Recorded data:
[Start of Attachment]
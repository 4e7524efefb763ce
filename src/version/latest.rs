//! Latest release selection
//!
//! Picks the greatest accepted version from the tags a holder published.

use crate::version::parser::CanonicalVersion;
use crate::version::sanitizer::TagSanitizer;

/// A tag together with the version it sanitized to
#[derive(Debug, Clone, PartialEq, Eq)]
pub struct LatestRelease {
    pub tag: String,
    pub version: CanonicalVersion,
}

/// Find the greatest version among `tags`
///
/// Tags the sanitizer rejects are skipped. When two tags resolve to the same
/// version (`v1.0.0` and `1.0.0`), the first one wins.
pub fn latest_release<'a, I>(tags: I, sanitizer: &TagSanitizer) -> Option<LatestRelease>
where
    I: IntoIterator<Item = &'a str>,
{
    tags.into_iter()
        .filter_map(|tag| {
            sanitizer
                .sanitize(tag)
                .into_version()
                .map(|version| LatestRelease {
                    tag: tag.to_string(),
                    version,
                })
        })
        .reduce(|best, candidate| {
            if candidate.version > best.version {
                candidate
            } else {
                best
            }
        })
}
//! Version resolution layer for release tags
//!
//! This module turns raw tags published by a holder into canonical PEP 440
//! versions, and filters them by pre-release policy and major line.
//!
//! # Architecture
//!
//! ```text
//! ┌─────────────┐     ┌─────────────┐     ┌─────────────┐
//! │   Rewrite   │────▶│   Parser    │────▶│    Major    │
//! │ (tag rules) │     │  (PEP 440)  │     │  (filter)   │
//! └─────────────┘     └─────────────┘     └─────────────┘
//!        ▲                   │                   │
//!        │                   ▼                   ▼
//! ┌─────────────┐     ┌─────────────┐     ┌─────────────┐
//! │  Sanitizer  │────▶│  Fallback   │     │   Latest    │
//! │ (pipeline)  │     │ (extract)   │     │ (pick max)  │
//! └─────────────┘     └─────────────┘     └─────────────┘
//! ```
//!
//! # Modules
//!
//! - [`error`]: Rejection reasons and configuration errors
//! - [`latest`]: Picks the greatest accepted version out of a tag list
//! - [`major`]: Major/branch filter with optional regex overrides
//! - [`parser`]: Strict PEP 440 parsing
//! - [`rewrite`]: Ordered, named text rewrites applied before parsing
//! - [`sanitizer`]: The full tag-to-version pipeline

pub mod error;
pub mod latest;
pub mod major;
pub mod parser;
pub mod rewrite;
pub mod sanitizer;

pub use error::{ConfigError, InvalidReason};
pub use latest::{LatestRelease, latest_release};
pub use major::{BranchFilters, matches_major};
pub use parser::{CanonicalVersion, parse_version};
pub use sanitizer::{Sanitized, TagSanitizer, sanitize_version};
[End of Attachment]
The expected output is one number: how many lines of the data above hold the string "CanonicalVersion".

-- Task solution --
3